Even so, the required marriage form bearing Hamilton's and Camarillo's signatures was received Wednesday at the county auditor's office and duly stamped and authorized.

Washington state law, it turns out, requires that two witnesses be present and that the bride and groom declare their willingness to marry, but does not specify they must be together when they do so.

"I didn't know you could do that if you weren't in the same room at the same time," Deputy Prosecutor Phillip K. Sorenson said. "Obviously, whatever representations are on the form have to be accurate."

"It's such a manipulation of the system," Troyer groused.

William T. Ferrell, a lawyer, signed the form certifying the marriage. One witness was Leslie E. Tolzin, Hamilton's lawyer. The second witness' name is illegible, The News Tribune of Tacoma reported.

Ferrell could not be reached for comment by the newspaper, but Tolzin said Ferrell was qualified to conduct the wedding as a minister.

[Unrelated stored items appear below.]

//! Crawler module for web page fetching and processing
//!
//! This module contains the core crawling logic, including:
//! - The frontier (visited set and pending queue) and its scope filter
//! - Sliding-window rate limiting
//! - HTTP fetching and HTML link extraction
//! - The engine that runs workers over all of the above

mod engine;
mod fetcher;
mod frontier;
mod parser;
mod policy;
mod rate_limiter;
mod scope;

pub use engine::{CrawlEngine, CrawlReport, ShutdownHandle};
pub use fetcher::{build_http_client, fetch_url, FetchResult};
pub use frontier::{Admission, CrawlFrontier};
pub use parser::extract_links;
pub use policy::{Policy, RateSource};
pub use rate_limiter::{RateLimiter, SharedRateLimiter, MAX_PER_UNIT};
pub use scope::{RejectReason, ScopeFilter, Verdict};

use crate::config::Config;
use crate::output::TracingSink;
use crate::CrawlError;
use std::sync::Arc;

/// Runs a complete crawl operation
///
/// This is the main entry point for starting a crawl. It will:
/// 1. Validate the configuration
/// 2. Build the HTTP client
/// 3. Fetch the robots policy and resolve the crawl rate
/// 4. Fetch pages and follow in-scope links until none remain
///
/// Events are reported through `tracing`.
///
/// # Example
///
/// ```no_run
/// use polite_crawler::config::Config;
/// use polite_crawler::crawler::crawl;
///
/// # async fn example() -> Result<(), polite_crawler::CrawlError> {
/// let mut config = Config::default();
/// config.crawler.seed = Some("https://example.com/".to_string());
/// let report = crawl(&config).await?;
/// for url in &report.visited {
///     println!("{}", url);
/// }
/// # Ok(())
/// # }
/// ```
pub async fn crawl(config: &Config) -> Result<CrawlReport, CrawlError> {
    CrawlEngine::from_config(config, Arc::new(TracingSink))
        .await?
        .run()
        .await
}
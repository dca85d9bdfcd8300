//! Crawl frontier: the visited set plus the FIFO queue of pending URLs
//!
//! A URL enters `visited` at the moment it is accepted into `pending`, so
//! `pending` is always a subset of `visited` and a link discovered from
//! several pages is queued only once. `visited` never shrinks.

use crate::crawler::scope::{RejectReason, ScopeFilter, Verdict};
use crate::output::{CrawlEvent, EventSink};
use crate::url::{canonicalize, CanonicalUrl};
use crate::UrlError;
use std::collections::{HashMap, HashSet, VecDeque};
use std::sync::Arc;

/// Result of offering a raw URL to the frontier
#[derive(Debug, Clone, PartialEq, Eq)]
pub enum Admission {
    /// Queued under its canonical form
    Admitted(CanonicalUrl),
    /// Canonicalized but filtered out
    Rejected(CanonicalUrl, RejectReason),
    /// Could not be canonicalized
    Malformed(UrlError),
}

impl Admission {
    pub fn is_admitted(&self) -> bool {
        matches!(self, Self::Admitted(_))
    }

    pub fn reason(&self) -> Option<RejectReason> {
        match self {
            Self::Rejected(_, reason) => Some(*reason),
            _ => None,
        }
    }
}

/// Owns the visited set and pending queue
pub struct CrawlFrontier {
    visited: HashSet<CanonicalUrl>,
    pending: VecDeque<CanonicalUrl>,
    filter: ScopeFilter,
    ignore_queries: bool,
    sink: Arc<dyn EventSink>,
    /// URLs already granted their single deferred re-attempt
    deferred: HashSet<CanonicalUrl>,
    rejections: HashMap<RejectReason, u64>,
    malformed: u64,
}

impl CrawlFrontier {
    /// Creates a frontier seeded with exactly one URL
    ///
    /// The seed bypasses the scope filter, and the filter is bounded by the
    /// seed's own authority. Only an unparseable seed fails.
    pub fn new(
        seed: &str,
        ignore_queries: bool,
        filter: ScopeFilter,
        sink: Arc<dyn EventSink>,
    ) -> Result<Self, UrlError> {
        let seed = canonicalize(seed, ignore_queries)?;
        let filter = filter.rescoped(seed.authority());

        let mut frontier = Self {
            visited: HashSet::new(),
            pending: VecDeque::new(),
            filter,
            ignore_queries,
            sink,
            deferred: HashSet::new(),
            rejections: HashMap::new(),
            malformed: 0,
        };
        frontier.accept(seed);
        Ok(frontier)
    }

    /// Offers a discovered URL; returns true if it was queued
    pub fn add_url_to_visit(&mut self, raw_url: &str) -> bool {
        self.offer(raw_url).is_admitted()
    }

    /// Offers a discovered URL and reports the detailed outcome
    ///
    /// Rejections and malformed URLs are reported to the event sink and
    /// otherwise have no effect.
    pub fn offer(&mut self, raw_url: &str) -> Admission {
        let candidate = match canonicalize(raw_url, self.ignore_queries) {
            Ok(candidate) => candidate,
            Err(error) => {
                self.malformed += 1;
                self.sink.emit(&CrawlEvent::Malformed {
                    raw: raw_url.to_string(),
                    error: error.to_string(),
                });
                return Admission::Malformed(error);
            }
        };

        match self.filter.evaluate(&candidate, &self.visited) {
            Verdict::Admit => {
                self.sink.emit(&CrawlEvent::Enqueued {
                    url: candidate.to_string(),
                });
                self.accept(candidate.clone());
                Admission::Admitted(candidate)
            }
            Verdict::Reject(reason) => {
                *self.rejections.entry(reason).or_insert(0) += 1;
                self.sink.emit(&CrawlEvent::Rejected {
                    url: candidate.to_string(),
                    reason,
                });
                Admission::Rejected(candidate, reason)
            }
        }
    }

    fn accept(&mut self, url: CanonicalUrl) {
        self.visited.insert(url.clone());
        self.pending.push_back(url);
    }

    /// Pops the head of the pending queue
    pub fn visit_next(&mut self) -> Option<CanonicalUrl> {
        self.pending.pop_front()
    }

    /// Re-appends a dequeued URL once, for a deferred re-attempt
    ///
    /// Returns false if the URL was never visited or already had its retry.
    pub fn defer(&mut self, url: CanonicalUrl) -> bool {
        if !self.visited.contains(&url) || !self.deferred.insert(url.clone()) {
            return false;
        }
        self.pending.push_back(url);
        true
    }

    pub fn has_more_to_visit(&self) -> bool {
        !self.pending.is_empty()
    }

    pub fn remaining_count(&self) -> usize {
        self.pending.len()
    }

    pub fn is_visited(&self, url: &str) -> bool {
        self.visited.contains(url)
    }

    pub fn visited_count(&self) -> usize {
        self.visited.len()
    }

    /// The visited set, sorted for stable output
    pub fn visited_urls(&self) -> Vec<String> {
        let mut urls: Vec<String> = self.visited.iter().map(|u| u.to_string()).collect();
        urls.sort();
        urls
    }

    /// The authority that bounds this crawl
    pub fn scope_authority(&self) -> &str {
        self.filter.scope_authority()
    }

    pub fn rejections(&self) -> &HashMap<RejectReason, u64> {
        &self.rejections
    }

    pub fn malformed_count(&self) -> u64 {
        self.malformed
    }

    #[cfg(test)]
    fn pending_is_subset_of_visited(&self) -> bool {
        self.pending.iter().all(|url| self.visited.contains(url))
    }
}

#[cfg(test)]
mod tests {
    use super::*;
    use crate::output::{MemorySink, NullSink};
    use crate::robots::ParsedRobots;
    use crate::url::ScopeMode;

    fn frontier_with(seed: &str, robots: ParsedRobots, ignore_queries: bool) -> CrawlFrontier {
        let authority = canonicalize(seed, ignore_queries).unwrap().authority().to_string();
        let filter = ScopeFilter::new(authority, ScopeMode::Suffix, "TestBot", Arc::new(robots));
        CrawlFrontier::new(seed, ignore_queries, filter, Arc::new(NullSink)).unwrap()
    }

    fn frontier(seed: &str) -> CrawlFrontier {
        frontier_with(seed, ParsedRobots::allow_all(), false)
    }

    #[test]
    fn test_seeded_with_one_url() {
        let mut frontier = frontier("http://a.com/");
        assert!(frontier.has_more_to_visit());
        assert_eq!(frontier.remaining_count(), 1);
        assert!(frontier.is_visited("http://a.com"));
        assert_eq!(frontier.scope_authority(), "a.com");

        assert_eq!(frontier.visit_next().unwrap().as_str(), "http://a.com");
        assert!(!frontier.has_more_to_visit());
        assert_eq!(frontier.visit_next(), None);
        // Dequeuing does not touch visited
        assert!(frontier.is_visited("http://a.com"));
    }

    #[test]
    fn test_seed_bypasses_robots() {
        let frontier = frontier_with("http://a.com/", ParsedRobots::disallow_all(), false);
        assert_eq!(frontier.remaining_count(), 1);
    }

    #[test]
    fn test_seed_applies_ignore_queries() {
        let frontier = frontier_with("http://a.com/?x=1", ParsedRobots::allow_all(), true);
        assert!(frontier.is_visited("http://a.com"));
    }

    #[test]
    fn test_malformed_seed_fails() {
        let filter = ScopeFilter::new(
            "a.com",
            ScopeMode::Suffix,
            "TestBot",
            Arc::new(ParsedRobots::allow_all()),
        );
        assert!(CrawlFrontier::new("::nonsense::", false, filter, Arc::new(NullSink)).is_err());
    }

    #[test]
    fn test_scope_follows_seed_authority() {
        let filter = ScopeFilter::new(
            "b.com",
            ScopeMode::Subdomain,
            "TestBot",
            Arc::new(ParsedRobots::allow_all()),
        );
        let mut frontier =
            CrawlFrontier::new("http://www.a.com/", false, filter, Arc::new(NullSink)).unwrap();

        assert_eq!(frontier.scope_authority(), "www.a.com");
        assert!(frontier.add_url_to_visit("http://www.a.com/page"));
        assert!(frontier.add_url_to_visit("http://blog.www.a.com/"));
        assert_eq!(
            frontier.offer("http://b.com/page").reason(),
            Some(RejectReason::OutOfScope)
        );
    }

    #[test]
    fn test_add_once_then_duplicate() {
        let mut frontier = frontier("http://a.com");
        assert!(frontier.add_url_to_visit("http://a.com/page"));
        assert!(!frontier.add_url_to_visit("http://a.com/page"));
        assert_eq!(
            frontier.offer("http://a.com/page/#again").reason(),
            Some(RejectReason::Duplicate)
        );
        assert_eq!(frontier.remaining_count(), 2);
    }

    #[test]
    fn test_out_of_scope_reported() {
        let sink = Arc::new(MemorySink::new());
        let filter = ScopeFilter::new(
            "a.com",
            ScopeMode::Suffix,
            "TestBot",
            Arc::new(ParsedRobots::allow_all()),
        );
        let mut frontier = CrawlFrontier::new("http://a.com", false, filter, sink.clone()).unwrap();

        assert!(!frontier.add_url_to_visit("http://other.com/page"));
        assert_eq!(
            sink.rejections(),
            vec![("http://other.com/page".to_string(), RejectReason::OutOfScope)]
        );
        assert_eq!(frontier.rejections().get(&RejectReason::OutOfScope), Some(&1));
        assert!(!frontier.is_visited("http://other.com/page"));
    }

    #[test]
    fn test_policy_denied_not_visited() {
        let mut frontier = frontier_with(
            "http://a.com",
            ParsedRobots::from_content("User-agent: *\nDisallow: /admin"),
            false,
        );
        assert_eq!(
            frontier.offer("http://a.com/admin/users").reason(),
            Some(RejectReason::PolicyDenied)
        );
        assert!(!frontier.is_visited("http://a.com/admin/users"));
    }

    #[test]
    fn test_malformed_is_dropped() {
        let mut frontier = frontier("http://a.com");
        assert!(!frontier.add_url_to_visit("http://"));
        assert!(!frontier.add_url_to_visit("mailto:me@a.com"));
        assert_eq!(frontier.malformed_count(), 2);
        assert_eq!(frontier.remaining_count(), 1);
    }

    #[test]
    fn test_fifo_order() {
        let mut frontier = frontier("http://a.com");
        frontier.add_url_to_visit("http://a.com/1");
        frontier.add_url_to_visit("http://a.com/2");
        frontier.add_url_to_visit("http://a.com/3");

        let order: Vec<String> = std::iter::from_fn(|| frontier.visit_next())
            .map(CanonicalUrl::into_string)
            .collect();
        assert_eq!(
            order,
            vec!["http://a.com", "http://a.com/1", "http://a.com/2", "http://a.com/3"]
        );
    }

    #[test]
    fn test_variants_admitted_at_most_once() {
        let mut frontier = frontier_with("http://a.com", ParsedRobots::allow_all(), true);
        let variants = [
            "http://a.com/x",
            "http://a.com/x/",
            "http://a.com//x//",
            "http://a.com/x#frag",
            "http://a.com/x?q=1",
            "http://A.COM/x",
        ];
        let admitted = variants
            .iter()
            .filter(|raw| frontier.add_url_to_visit(raw))
            .count();
        assert_eq!(admitted, 1);
    }

    #[test]
    fn test_pending_subset_of_visited() {
        let mut frontier = frontier("http://a.com");
        for i in 0..20 {
            frontier.add_url_to_visit(&format!("http://a.com/{}", i % 7));
            if i % 3 == 0 {
                frontier.visit_next();
            }
            frontier.add_url_to_visit("http://elsewhere.org/");
            assert!(frontier.pending_is_subset_of_visited());
        }
    }

    #[test]
    fn test_defer_once() {
        let mut frontier = frontier("http://a.com");
        let seed = frontier.visit_next().unwrap();

        assert!(frontier.defer(seed.clone()));
        assert_eq!(frontier.remaining_count(), 1);
        assert!(frontier.pending_is_subset_of_visited());

        let again = frontier.visit_next().unwrap();
        assert!(!frontier.defer(again));
        assert!(!frontier.has_more_to_visit());
    }

    #[test]
    fn test_defer_rejects_unknown_url() {
        let mut frontier = frontier("http://a.com");
        let stranger = canonicalize("http://a.com/never-seen", false).unwrap();
        assert!(!frontier.defer(stranger));
    }

    #[test]
    fn test_visited_urls_sorted() {
        let mut frontier = frontier("http://a.com");
        frontier.add_url_to_visit("http://a.com/b");
        frontier.add_url_to_visit("http://a.com/a");
        assert_eq!(
            frontier.visited_urls(),
            vec!["http://a.com", "http://a.com/a", "http://a.com/b"]
        );
        assert_eq!(frontier.visited_count(), 3);
    }
}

"He is ordained so that he can perform marriages, and he is authorized to perform marriages," Tolzin said. "It was a legal wedding."

He said he didn't understand the fuss.

"What's it to them?" Tolzin said. "Security wasn't breached.

"We asked them to cooperate. They didn't want to cooperate. Why do they care? I really don't think that this is anybody's concern. Who cares? This is their personal, private life."

Hamilton, whose record includes a bank robbery conviction in 1999, was accused of destruction of property and throwing feces at a jail guard but related charges were dropped in the plea agreement.

Camarillo, who resigned in September after being faced with likely dismissal, was arrested for investigation of custodial misconduct and was released on bail paid by Hamilton's mother but has not been charged.

The couple did make it to the same courtroom but not together. When the handcuffed groom glanced toward his smiling bride, seated in the spectator's section behind him, guards ordered him to turn around and face the judge.

Prosecutors recommended a 10-year, three-month prison term, but Stolz said Hamilton deserved the maximum under state sentencing guidelines.

The conviction left him one violent offense away from a mandatory life prison term.

Toward the end of the hearing, he addressed the judge.

"Your honor, I got a question," he said. "Was justice served in America today?"

"I think so," Stolz said. "With your track record, I think you're going to be back in front of us, and you're going to go away for life."